Two Sum

Given an array of integers nums and an integer target, return indices of the two numbers such that they add up to target.

You may assume that each input would have exactly one solution, and you may not use the same element twice.

You can return the answer in any order.

Example 1:

• Input: nums = [2,7,11,15], target = 9
• Output: [0,1]
• Explanation: Because nums[0] + nums[1] == 9, we return [0, 1].

Example 2:

• Input: nums = [3,2,4], target = 6
• Output: [1,2]

The brute force approach is simple.

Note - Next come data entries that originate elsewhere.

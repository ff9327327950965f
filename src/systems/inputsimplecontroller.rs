//! Intent-to-velocity controller.
//!
//! Reads the merged [`MoveIntent`] and writes horizontal velocity, facing
//! and the moving flag on the entity carrying [`InputControlled`]. Vertical
//! velocity is left to the movement system (gravity, ground contact).
use bevy_ecs::prelude::*;

use crate::components::actor::{Actor, Facing};
use crate::components::inputcontrolled::InputControlled;
use crate::components::rigidbody::RigidBody;
use crate::resources::intent::MoveIntent;

/// Horizontal velocity and facing for `intent`. Left wins when both
/// directions are held; with neither, facing is kept.
pub fn steer(intent: &MoveIntent, speed: f32, facing: Facing) -> (f32, Facing) {
    if intent.left {
        (-speed, Facing::Left)
    } else if intent.right {
        (speed, Facing::Right)
    } else {
        (0.0, facing)
    }
}

pub fn input_simple_controller(
    mut query: Query<(&InputControlled, &mut Actor, &mut RigidBody)>,
    intent: Res<MoveIntent>,
) {
    for (controlled, mut actor, mut rigidbody) in query.iter_mut() {
        let (vx, facing) = steer(&intent, controlled.speed, actor.facing);
        rigidbody.set_velocity_x(vx);
        actor.facing = facing;
        actor.moving = vx != 0.0;
    }
}

#[cfg(test)]
mod tests {
    use super::*;

    fn intent(left: bool, right: bool) -> MoveIntent {
        MoveIntent {
            left,
            right,
            interact: false,
        }
    }

    #[test]
    fn left_and_right() {
        assert_eq!(steer(&intent(true, false), 200.0, Facing::Right), (-200.0, Facing::Left));
        assert_eq!(steer(&intent(false, true), 200.0, Facing::Left), (200.0, Facing::Right));
    }

    #[test]
    fn both_held_walks_left() {
        let (vx, facing) = steer(&intent(true, true), 200.0, Facing::Right);
        assert!(vx < 0.0);
        assert_eq!(facing, Facing::Left);
    }

    #[test]
    fn idle_keeps_facing() {
        assert_eq!(steer(&intent(false, false), 200.0, Facing::Left), (0.0, Facing::Left));
    }
}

Loop through each element $x$ and find if there is another value that equals to $target - x$.

class Solution {
    public int[] twoSum(int[] nums, int target) {
        for (int i = 0; i < nums.length; i++) {
            for (int j = i + 1; j < nums.length; j++) {
                if (nums[j] == target - nums[i]) {
                    return new int[] { i, j };
                }
            }
        }
        // In case there is no solution, we'll just return null
        return null;
    }
}

We can use a HashMap to store the complement of the current number required to reach the target.

import java.util.HashMap;
import java.util.Map;

class Solution {
    public int[] twoSum(int[] nums, int target) {
        var indexCompMap = new HashMap<Integer, Integer>();
        for (int i = 0; i < nums.length; i ++) {
            if (indexCompMap.containsKey(nums[i])) {
                return new int[] {indexCompMap.get(nums[i]), i};
            }
            var comp = target - nums[i];
            indexCompMap.put(comp, i);
        }
        return new int[] {0, 0};
    }
}

Complexity Analysis

• Time Complexity: $O(n)$ where n is the number of elements in the array. We traverse the list containing $n$ elements only once.
• Space Complexity: $O(n)$. The extra space required depends on the number of items stored in the hash table.